Copy each line below that contains "llegada".

Records supplied ::

++++++++++++++++++++

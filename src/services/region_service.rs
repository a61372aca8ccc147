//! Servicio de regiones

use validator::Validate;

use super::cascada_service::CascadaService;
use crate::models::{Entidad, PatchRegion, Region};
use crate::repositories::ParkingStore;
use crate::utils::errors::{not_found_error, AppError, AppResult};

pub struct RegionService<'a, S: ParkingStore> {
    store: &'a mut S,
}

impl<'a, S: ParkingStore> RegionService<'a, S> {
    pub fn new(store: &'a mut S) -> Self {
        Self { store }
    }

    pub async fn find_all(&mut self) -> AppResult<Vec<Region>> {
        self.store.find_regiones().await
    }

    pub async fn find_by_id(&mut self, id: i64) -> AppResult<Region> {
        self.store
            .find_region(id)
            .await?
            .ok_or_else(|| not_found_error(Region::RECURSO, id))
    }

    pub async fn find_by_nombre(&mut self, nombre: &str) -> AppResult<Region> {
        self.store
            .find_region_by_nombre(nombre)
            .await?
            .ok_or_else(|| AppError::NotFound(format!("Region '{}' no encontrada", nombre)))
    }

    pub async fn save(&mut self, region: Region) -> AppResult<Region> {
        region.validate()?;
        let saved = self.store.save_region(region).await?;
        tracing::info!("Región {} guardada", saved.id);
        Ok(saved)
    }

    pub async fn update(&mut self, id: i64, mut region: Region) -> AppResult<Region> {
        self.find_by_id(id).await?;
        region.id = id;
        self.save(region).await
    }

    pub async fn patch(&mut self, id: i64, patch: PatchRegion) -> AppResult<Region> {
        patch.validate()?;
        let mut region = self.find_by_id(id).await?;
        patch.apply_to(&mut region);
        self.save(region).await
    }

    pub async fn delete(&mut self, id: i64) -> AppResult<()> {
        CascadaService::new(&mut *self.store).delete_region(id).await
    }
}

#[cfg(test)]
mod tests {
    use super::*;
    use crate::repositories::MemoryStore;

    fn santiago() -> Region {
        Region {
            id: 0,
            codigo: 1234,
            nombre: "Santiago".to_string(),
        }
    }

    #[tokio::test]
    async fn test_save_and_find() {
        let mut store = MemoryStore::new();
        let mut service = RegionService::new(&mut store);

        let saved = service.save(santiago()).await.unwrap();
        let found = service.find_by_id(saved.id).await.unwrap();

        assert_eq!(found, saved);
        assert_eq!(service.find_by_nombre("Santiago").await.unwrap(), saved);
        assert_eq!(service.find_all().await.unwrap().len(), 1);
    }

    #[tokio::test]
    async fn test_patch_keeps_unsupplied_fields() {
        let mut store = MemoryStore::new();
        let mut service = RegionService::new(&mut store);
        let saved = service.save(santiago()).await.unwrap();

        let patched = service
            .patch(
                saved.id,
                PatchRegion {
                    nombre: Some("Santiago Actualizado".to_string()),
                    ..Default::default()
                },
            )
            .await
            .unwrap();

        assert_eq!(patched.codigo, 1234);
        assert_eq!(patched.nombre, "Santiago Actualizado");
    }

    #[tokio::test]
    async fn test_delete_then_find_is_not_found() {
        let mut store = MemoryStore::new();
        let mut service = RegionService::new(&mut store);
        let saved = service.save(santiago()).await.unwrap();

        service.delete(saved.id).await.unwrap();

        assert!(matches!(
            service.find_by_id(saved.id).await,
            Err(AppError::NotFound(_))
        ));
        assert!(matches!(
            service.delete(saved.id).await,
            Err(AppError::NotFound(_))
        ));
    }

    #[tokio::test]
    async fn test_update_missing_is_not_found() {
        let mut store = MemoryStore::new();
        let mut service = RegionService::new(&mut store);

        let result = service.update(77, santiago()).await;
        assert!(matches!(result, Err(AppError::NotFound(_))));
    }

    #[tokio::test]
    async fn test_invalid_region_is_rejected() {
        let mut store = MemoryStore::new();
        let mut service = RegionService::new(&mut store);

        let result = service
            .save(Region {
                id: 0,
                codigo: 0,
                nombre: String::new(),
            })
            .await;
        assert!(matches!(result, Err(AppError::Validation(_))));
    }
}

++++++++++++++++++++

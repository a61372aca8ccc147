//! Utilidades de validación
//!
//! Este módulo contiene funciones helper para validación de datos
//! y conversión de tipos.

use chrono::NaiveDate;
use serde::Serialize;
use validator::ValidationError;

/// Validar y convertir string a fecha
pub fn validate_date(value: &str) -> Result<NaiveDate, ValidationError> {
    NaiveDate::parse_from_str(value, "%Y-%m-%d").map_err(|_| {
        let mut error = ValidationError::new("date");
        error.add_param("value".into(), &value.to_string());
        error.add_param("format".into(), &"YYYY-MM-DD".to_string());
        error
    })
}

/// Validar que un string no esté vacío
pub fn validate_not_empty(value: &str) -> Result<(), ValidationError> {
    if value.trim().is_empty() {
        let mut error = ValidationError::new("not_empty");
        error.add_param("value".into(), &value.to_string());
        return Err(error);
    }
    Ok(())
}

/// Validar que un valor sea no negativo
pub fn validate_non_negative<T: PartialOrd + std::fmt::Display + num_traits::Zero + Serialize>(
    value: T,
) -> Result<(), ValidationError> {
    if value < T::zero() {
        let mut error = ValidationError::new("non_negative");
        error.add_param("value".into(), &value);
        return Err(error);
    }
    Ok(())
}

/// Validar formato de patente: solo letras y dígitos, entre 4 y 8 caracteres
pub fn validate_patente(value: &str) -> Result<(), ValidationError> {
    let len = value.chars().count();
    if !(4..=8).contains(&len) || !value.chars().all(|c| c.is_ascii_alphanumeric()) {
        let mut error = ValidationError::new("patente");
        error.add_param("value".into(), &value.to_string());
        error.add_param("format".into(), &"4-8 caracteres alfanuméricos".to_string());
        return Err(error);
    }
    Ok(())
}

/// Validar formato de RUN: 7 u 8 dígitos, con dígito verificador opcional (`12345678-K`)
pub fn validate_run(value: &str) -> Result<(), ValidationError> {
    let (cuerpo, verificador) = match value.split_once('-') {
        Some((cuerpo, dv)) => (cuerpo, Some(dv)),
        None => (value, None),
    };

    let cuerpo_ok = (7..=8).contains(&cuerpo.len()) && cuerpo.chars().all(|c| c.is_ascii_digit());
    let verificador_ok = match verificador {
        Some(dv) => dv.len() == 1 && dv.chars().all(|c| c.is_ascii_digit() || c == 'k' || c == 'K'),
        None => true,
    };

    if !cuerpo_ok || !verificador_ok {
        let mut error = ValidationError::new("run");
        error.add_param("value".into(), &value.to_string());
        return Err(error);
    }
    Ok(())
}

++++++++++++++++++++

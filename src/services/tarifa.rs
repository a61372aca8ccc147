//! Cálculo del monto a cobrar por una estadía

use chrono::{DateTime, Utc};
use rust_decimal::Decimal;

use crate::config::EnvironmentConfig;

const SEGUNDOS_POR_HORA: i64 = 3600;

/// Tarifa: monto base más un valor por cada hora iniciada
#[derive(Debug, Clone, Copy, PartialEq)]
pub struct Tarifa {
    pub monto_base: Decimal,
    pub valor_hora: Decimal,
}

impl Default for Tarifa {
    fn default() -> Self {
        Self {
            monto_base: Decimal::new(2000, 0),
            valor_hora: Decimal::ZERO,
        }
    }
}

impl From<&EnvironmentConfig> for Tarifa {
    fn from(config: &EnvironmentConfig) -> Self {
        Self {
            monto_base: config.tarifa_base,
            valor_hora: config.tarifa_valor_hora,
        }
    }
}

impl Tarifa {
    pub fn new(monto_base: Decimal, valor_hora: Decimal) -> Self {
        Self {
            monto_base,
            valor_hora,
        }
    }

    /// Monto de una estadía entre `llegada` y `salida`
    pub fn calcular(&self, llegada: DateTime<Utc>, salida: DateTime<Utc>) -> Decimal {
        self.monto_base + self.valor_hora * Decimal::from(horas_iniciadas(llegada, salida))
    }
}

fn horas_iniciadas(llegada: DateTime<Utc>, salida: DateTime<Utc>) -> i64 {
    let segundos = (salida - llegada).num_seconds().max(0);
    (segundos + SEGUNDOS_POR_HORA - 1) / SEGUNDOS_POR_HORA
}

++++++++++++++++++++

Written answer ::
    /// Monto de una estadía entre `llegada` y `salida`
    pub fn calcular(&self, llegada: DateTime<Utc>, salida: DateTime<Utc>) -> Decimal {
        self.monto_base + self.valor_hora * Decimal::from(horas_iniciadas(llegada, salida))
fn horas_iniciadas(llegada: DateTime<Utc>, salida: DateTime<Utc>) -> i64 {
    let segundos = (salida - llegada).num_seconds().max(0);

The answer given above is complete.